Rollergames
- Manufacturer: Williams
- Release date: April 1990
- System: Williams System 11C
- Design: Steve Ritchie
- Programming: Mark Penacho
- Artwork: Pat McMahon, Linda Deal
- Mechanics: Carl Biagi
- Music: Dan Forden
- Sound: Dan Forden
- Production run: 5,000 (approximate)

= Rollergames (pinball) =

1990 pinball machine

Rollergames is a 1990 pinball machine designed by Steve Ritchie and released by Williams. It is based on the television series RollerGames.

== Design ==
The license for RollerGames was obtained by Roger Sharpe, after choosing between this and American Gladiators. The television show went off air as sample machines were being manufactured.

The game uses a 2-line alphanumeric display with the highest displayable score 99,999,990.

The playfield includes logos of Slice, Pepsi, Mug Root Beer, Thermos, ShareData, and GamePro which are paired with the RollerGames teams Bad Attitude, Maniacs, Violators, Rockers, Hot Flash, and T-Birds. These logos are also used on the backglass. This was the first Williams pinball machine to use paid for third-party advertising; the possibility of using advertising on the score display in future games was in the developmental stage. Williams was also one of the sponsors of RollerGames, with advertising banners appearing in the background of the program.
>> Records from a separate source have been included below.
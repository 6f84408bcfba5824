use super::{cli_manager::logging_level_cli_arg, command::Command, common};
use anyhow::{anyhow, Context, Result};
use clap::{App, AppSettings, Arg, ArgMatches, SubCommand};
use dungsem::{
    aa::{AAFramework, Argument, LabelType, Query, Semantics},
    io::{AspartixWriter, ResponseWriter},
    solvers::{
        AdmissibleSemanticsSolver, CompleteSemanticsSolver, CredulousAcceptanceComputer,
        EnumerationLimits, ExtensionEnumerator, GroundedSemanticsSolver, IdealSemanticsSolver,
        PreferredSemanticsSolver, SingleExtensionComputer, SkepticalAcceptanceComputer,
        StableSemanticsSolver,
    },
};
use log::{info, warn};

const CMD_NAME: &str = "solve";

const ARG_PROBLEM: &str = "PROBLEM";
const ARG_ARG: &str = "ARG";
const ARG_CERTIFICATE: &str = "CERTIFICATE";

pub(crate) struct SolveCommand;

impl SolveCommand {
    pub(crate) fn new() -> Self {
        SolveCommand
    }
}

impl<'a> Command<'a> for SolveCommand {
    fn name(&self) -> &str {
        CMD_NAME
    }

    fn clap_subcommand(&self) -> App<'a, 'a> {
        SubCommand::with_name(CMD_NAME)
            .about("Solves an argumentation framework problem")
            .setting(AppSettings::DisableVersion)
            .arg(common::input_args())
            .arg(
                Arg::with_name(ARG_PROBLEM)
                    .short("p")
                    .empty_values(false)
                    .multiple(false)
                    .help("the problem to solve (XX-YY, see the problems command)")
                    .required(true),
            )
            .arg(
                Arg::with_name(ARG_ARG)
                    .short("a")
                    .empty_values(false)
                    .multiple(false)
                    .help("the argument (for DC/DS queries)")
                    .required(false),
            )
            .arg(
                Arg::with_name(ARG_CERTIFICATE)
                    .long("with-certificate")
                    .takes_value(false)
                    .help("prints an extension justifying the answer of DC/DS queries, when available")
                    .required(false),
            )
            .args(&common::limits_args())
            .arg(logging_level_cli_arg())
    }

    fn execute(&self, arg_matches: &ArgMatches<'_>) -> Result<()> {
        let af = common::read_input_file(arg_matches)?;
        let limits = common::read_limits(arg_matches)?;
        let problem = arg_matches
            .value_of(ARG_PROBLEM)
            .ok_or_else(|| anyhow!("missing problem"))?;
        let (query, semantics) = dungsem::aa::read_problem_string(problem)?;
        let arg = arg_matches
            .value_of(ARG_ARG)
            .map(|a| af.argument_set().get_argument(&a.to_string()))
            .transpose()
            .context("while parsing the argument passed to the command line")?;
        check_arg_definition(query, &arg)?;
        let mut solver = create_solver(&af, semantics, limits);
        let with_certificate = arg_matches.is_present(ARG_CERTIFICATE);
        let writer = AspartixWriter::default();
        let mut out = std::io::stdout();
        match (query, arg) {
            (Query::SE, _) => match solver.compute_one_extension() {
                Some(ext) => writer.write_single_extension(&mut out, &ext),
                None => writer.write_no_extension(&mut out),
            },
            (Query::EE, _) => {
                let extensions = solver.enumerate_extensions();
                info!("found {} extension(s)", extensions.len());
                writer.write_extensions(&mut out, &extensions)
            }
            (Query::DC, Some(a)) => {
                let (status, certificate) = if with_certificate {
                    solver.is_credulously_accepted_with_certificate(a)
                } else {
                    (solver.is_credulously_accepted(a), None)
                };
                write_acceptance(&writer, &mut out, status, certificate)
            }
            (Query::DS, Some(a)) => {
                let (status, certificate) = if with_certificate {
                    solver.is_skeptically_accepted_with_certificate(a)
                } else {
                    (solver.is_skeptically_accepted(a), None)
                };
                write_acceptance(&writer, &mut out, status, certificate)
            }
            (Query::DC, None) | (Query::DS, None) => {
                Err(anyhow!("missing argument for query {}", query.as_ref()))
            }
        }
    }
}

/// The queries a semantics solver must answer to be used by this command.
trait SemanticsSolver<T>:
    SingleExtensionComputer<T>
    + ExtensionEnumerator<T>
    + CredulousAcceptanceComputer<T>
    + SkepticalAcceptanceComputer<T>
where
    T: LabelType,
{
}

impl<T, S> SemanticsSolver<T> for S
where
    T: LabelType,
    S: SingleExtensionComputer<T>
        + ExtensionEnumerator<T>
        + CredulousAcceptanceComputer<T>
        + SkepticalAcceptanceComputer<T>,
{
}

fn create_solver<'a>(
    af: &'a AAFramework<String>,
    semantics: Semantics,
    limits: EnumerationLimits,
) -> Box<dyn SemanticsSolver<String> + 'a> {
    match semantics {
        Semantics::AD => Box::new(AdmissibleSemanticsSolver::new_with_limits(af, limits)),
        Semantics::CO => Box::new(CompleteSemanticsSolver::new_with_limits(af, limits)),
        Semantics::GR => Box::new(GroundedSemanticsSolver::new(af)),
        Semantics::PR => Box::new(PreferredSemanticsSolver::new_with_limits(af, limits)),
        Semantics::ST => Box::new(StableSemanticsSolver::new_with_limits(af, limits)),
        Semantics::ID => Box::new(IdealSemanticsSolver::new_with_limits(af, limits)),
    }
}

fn check_arg_definition(query: Query, arg: &Option<&Argument<String>>) -> Result<()> {
    match (query.requires_argument(), arg.is_some()) {
        (true, false) => Err(anyhow!(
            "missing argument on the command line (required for query {})",
            query.as_ref()
        )),
        (false, true) => {
            warn!(
                "unexpected argument on the command line (useless for query {})",
                query.as_ref()
            );
            Ok(())
        }
        _ => Ok(()),
    }
}

fn write_acceptance(
    writer: &AspartixWriter,
    out: &mut dyn std::io::Write,
    status: bool,
    certificate: Option<Vec<&Argument<String>>>,
) -> Result<()> {
    writer.write_acceptance_status(out, status)?;
    if let Some(c) = certificate {
        writer.write_single_extension(out, &c)?;
    }
    Ok(())
}
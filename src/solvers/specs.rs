use crate::aa::{Argument, LabelType};

/// A trait for solvers able to compute an extension.
pub trait SingleExtensionComputer<T>
where
    T: LabelType,
{
    /// Computes a single extension.
    ///
    /// In case the problem admits no extension, [Option::None] is returned.
    /// In case an extension is found, it is returned as a vector of arguments.
    fn compute_one_extension(&mut self) -> Option<Vec<&Argument<T>>>;
}

/// A trait for solvers able to enumerate all the extensions.
pub trait ExtensionEnumerator<T>
where
    T: LabelType,
{
    /// Enumerates the extensions.
    ///
    /// Each extension is a vector of arguments sorted by their ids.
    /// An empty vector means that the semantics admits no extension.
    fn enumerate_extensions(&mut self) -> Vec<Vec<&Argument<T>>>;
}

/// A trait for solvers able to check the credulous acceptance of an argument.
pub trait CredulousAcceptanceComputer<T>
where
    T: LabelType,
{
    /// Checks the credulous acceptance of an argument.
    fn is_credulously_accepted(&mut self, arg: &Argument<T>) -> bool;

    /// Checks the credulous acceptance of an argument, and provides a certificate if it is the case.
    ///
    /// The certificate is set to `None` if the result of the test is `false`.
    /// Otherwise, the certificate is provided as a set of arguments.
    /// The exact nature of this certificate depends on underlying semantics.
    fn is_credulously_accepted_with_certificate(
        &mut self,
        arg: &Argument<T>,
    ) -> (bool, Option<Vec<&Argument<T>>>);
}

/// A trait for solvers able to check the skeptical acceptance of an argument.
pub trait SkepticalAcceptanceComputer<T>
where
    T: LabelType,
{
    /// Checks the skeptical acceptance of an argument.
    fn is_skeptically_accepted(&mut self, arg: &Argument<T>) -> bool;

    /// Checks the skeptical acceptance of an argument, and provides a certificate if it is the case.
    ///
    /// The certificate is set to `None` if the result of the test is `true`.
    /// Otherwise, the certificate is provided as a set of arguments.
    /// The exact nature of this certificate depends on underlying semantics.
    fn is_skeptically_accepted_with_certificate(
        &mut self,
        arg: &Argument<T>,
    ) -> (bool, Option<Vec<&Argument<T>>>);
}
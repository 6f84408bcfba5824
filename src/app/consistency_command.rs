use super::{cli_manager::logging_level_cli_arg, command::Command, common};
use anyhow::{anyhow, Result};
use clap::{App, AppSettings, ArgMatches, SubCommand};
use dungsem::engine::{EngineConfig, SemanticsEngine};
use log::{error, warn};

const CMD_NAME: &str = "consistency";

pub(crate) struct ConsistencyCommand;

impl ConsistencyCommand {
    pub(crate) fn new() -> Self {
        ConsistencyCommand
    }
}

impl<'a> Command<'a> for ConsistencyCommand {
    fn name(&self) -> &str {
        CMD_NAME
    }

    fn clap_subcommand(&self) -> App<'a, 'a> {
        SubCommand::with_name(CMD_NAME)
            .about("Checks the inclusion laws between the semantics of an AF")
            .setting(AppSettings::DisableVersion)
            .arg(common::input_args())
            .args(&common::limits_args())
            .arg(logging_level_cli_arg())
    }

    fn execute(&self, arg_matches: &ArgMatches<'_>) -> Result<()> {
        let af = common::read_input_file(arg_matches)?;
        let config = EngineConfig::default().with_limits(common::read_limits(arg_matches)?);
        let engine = SemanticsEngine::from_framework_with_config(af, config);
        let report = engine.check_semantics_consistency();
        if report.is_truncated() {
            warn!("the admissible set search was truncated; laws may fail spuriously");
        }
        for check in report.iter() {
            println!(
                "{}: {}",
                check.law(),
                if check.is_passed() { "OK" } else { "FAILED" }
            );
            check
                .violations()
                .iter()
                .for_each(|v| error!("{}: {}", check.law(), v));
        }
        if report.is_consistent() {
            Ok(())
        } else {
            let n_failed = report.iter().filter(|c| !c.is_passed()).count();
            Err(anyhow!("{} consistency law(s) failed", n_failed))
        }
    }
}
The artwork on the translite show the T-Birds and the Rockers, including the T-Bird twins, Jennifer and Kristine Van Galder. Manager of the Violators, Chuck Skull, is shown prominently on the playfield.

== Layout ==

A photo of Rollergames playfield

Rollergames pinball machine

The game has three flippers, including an upper flipper halfway up the right side of the machine. The top right of the machine has three rollovers located above three pop bumpers; just below the lowest of these bumpers is a bank of three drop-targets, and to the left of the same bumper are three stand-up targets; three further stand-up targets are below the upper flipper, and a further bank of five S-K-A-T-E stand-up targets on the left of the playfield. At either side of the machine are orbits, called jetways. The main shot from the upper flipper is a ramp called "the wall", and labelled Wall of Death. A device called "the pit" located left of center uses a VUK to launch the ball along a habitrail to the upper flipper. A looping habitrail is combined with the ball-lock mechanism on the right of the machine to periodically launch locked balls around it. The three drop-targets are labelled W-A-R, representing the fictional "World Alliance of Rollersports."

The kickback mechanism from the left outlane uses a series of two kickbacks to fire the ball to the upper flipper.

== Gameplay ==
A magnet is located at the tip of the upper flipper and when activated the game tells the player "don't flip", followed by "flip" at the optimum time to hit "the wall" ramp; this shot is also used to lock balls for multiball. The jetway orbits are used to light the RollerGames teams. Completing the S-K-A-T-E targets lights a letter of WILLIAMS on the backglass.

== Reception ==
A Play Meter review awarded the game 3.5/5 stars, stating it is a fun game that plays well and providing a detailed overview of the gameplay. GameRoom also reviewed it favorably, and stated that the roller derby theme is likely to appeal to younger players.

In 1995, Steve Ritchie called this machine his biggest disappointment.

In 2015, a Rollergames machine was included in a roller derby exhibition at the Bullock Museum in Austin, Texas.